Product Strategy vs. Corporate Strategy vs. Service Strategy

Recently a friend asked me some questions to clarify some terminology often thrown around in the realm of product design. Here are my answers that might clarify for anyone interested as well. 

What is the difference between product strategy vs. corporate strategy vs. service strategy? 

Narrow : I think product strategy is really about shipping a product that aligns to business goals, which includes short and long term visions, roadmaps, requirements, defining success criteria and metrics. In my experience, I feel product has the most power in the sense of what features will be built in bc they are the closest to getting a product to the public. 

Broad : Business/corporate strategy is about setting a clear mental model for a business (which can include a wide ecosystem of products or just a few flagship products or simply just monetization methods) and setting plans on how a business can continue to thrive. 
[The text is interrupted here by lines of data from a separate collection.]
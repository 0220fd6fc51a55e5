//! Managed repository install (Bioconductor).

use super::{InstallStrategy, StrategyContext, StrategyKind, StrategyOutcome};
use crate::installer::InstallRequest;

/// `BiocManager::install`, the last resort for ordinary packages.
#[derive(Debug, Clone, Copy, Default)]
pub struct ManagedRepositoryInstall;

impl InstallStrategy for ManagedRepositoryInstall {
    fn kind(&self) -> StrategyKind {
        StrategyKind::ManagedRepository
    }

    fn attempt(&self, ctx: &StrategyContext<'_>, request: &InstallRequest) -> StrategyOutcome {
        let package = request.package();
        tracing::info!("Installing {} in {} with BiocManager", package, ctx.env);

        let expr = format!(r#"BiocManager::install(c("{}"))"#, package);
        let result = ctx.runtime.eval(ctx.env, &expr);
        ctx.confirm(self.kind(), self.kind().label(), package, result)
    }
}
//! Shell command execution.

use crate::error::{InstallError, Result};
use std::process::{Command, Stdio};

/// Result of executing a shell command.
#[derive(Debug, Clone)]
pub struct CommandResult {
    /// Exit code (None if killed by signal).
    pub exit_code: Option<i32>,

    /// Standard output.
    pub stdout: String,

    /// Standard error.
    pub stderr: String,

    /// Whether command succeeded (exit code 0).
    pub success: bool,
}

impl CommandResult {
    /// Create a success result.
    pub fn success(stdout: String, stderr: String) -> Self {
        Self {
            exit_code: Some(0),
            stdout,
            stderr,
            success: true,
        }
    }

    /// Create a failure result.
    pub fn failure(exit_code: Option<i32>, stdout: String, stderr: String) -> Self {
        Self {
            exit_code,
            stdout,
            stderr,
            success: false,
        }
    }

    /// The text worth showing when the command went wrong.
    ///
    /// Trimmed stderr, falling back to trimmed stdout. `None` when both
    /// streams are blank.
    pub fn diagnostic(&self) -> Option<String> {
        [&self.stderr, &self.stdout]
            .into_iter()
            .map(|s| s.trim())
            .find(|s| !s.is_empty())
            .map(str::to_string)
    }

    /// Exit code formatted for messages (`signal` when killed).
    pub fn code_label(&self) -> String {
        self.exit_code
            .map(|c| c.to_string())
            .unwrap_or_else(|| "signal".to_string())
    }
}

/// Options for command execution.
#[derive(Debug, Clone, Default)]
pub struct CommandOptions {
    /// Shell program (defaults to `sh`).
    pub shell: Option<String>,

    /// Arguments placed before the command string (defaults to `-c`).
    pub shell_args: Vec<String>,
}

/// Execute a shell command, capturing both output streams.
pub fn execute(command: &str, options: &CommandOptions) -> Result<CommandResult> {
    let shell = options.shell.as_deref().unwrap_or("sh");
    let mut cmd = Command::new(shell);
    if options.shell_args.is_empty() {
        cmd.arg("-c");
    } else {
        cmd.args(&options.shell_args);
    }
    cmd.arg(command);

    // Nothing we run is interactive
    cmd.stdin(Stdio::null());
    cmd.stdout(Stdio::piped());
    cmd.stderr(Stdio::piped());

    tracing::debug!("Executing via {}: {}", shell, command);

    let output = cmd.output().map_err(|source| InstallError::CommandFailed {
        command: command.to_string(),
        source,
    })?;

    let stdout = String::from_utf8_lossy(&output.stdout).to_string();
    let stderr = String::from_utf8_lossy(&output.stderr).to_string();

    if output.status.success() {
        Ok(CommandResult::success(stdout, stderr))
    } else {
        Ok(CommandResult::failure(output.status.code(), stdout, stderr))
    }
}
Bridge : Service strategy solidifies relationships between products/services and consumers. When I was at Fjord, we really focused on the “love” factor. We didn’t want to specialize in creating great products (or design), we wanted to specialize in making people fall in love with the product. At Intuit, the similar service design terminology we throw around here is “design for delight,” which is again not about delivering awesome products, but more about creating the small delight factors that make users think of a seemingly boring product, “oh neat, that’s awesome.”  

What are the core must-know concepts behind interaction design?  

I’ll probably write a separate post about this. I could go on and on about interaction design bc I live and breathe it, but any design discipline at its core is all about empathy. Understanding users, their needs, their problems, etc. is the number one focus. Everything else is just pixels.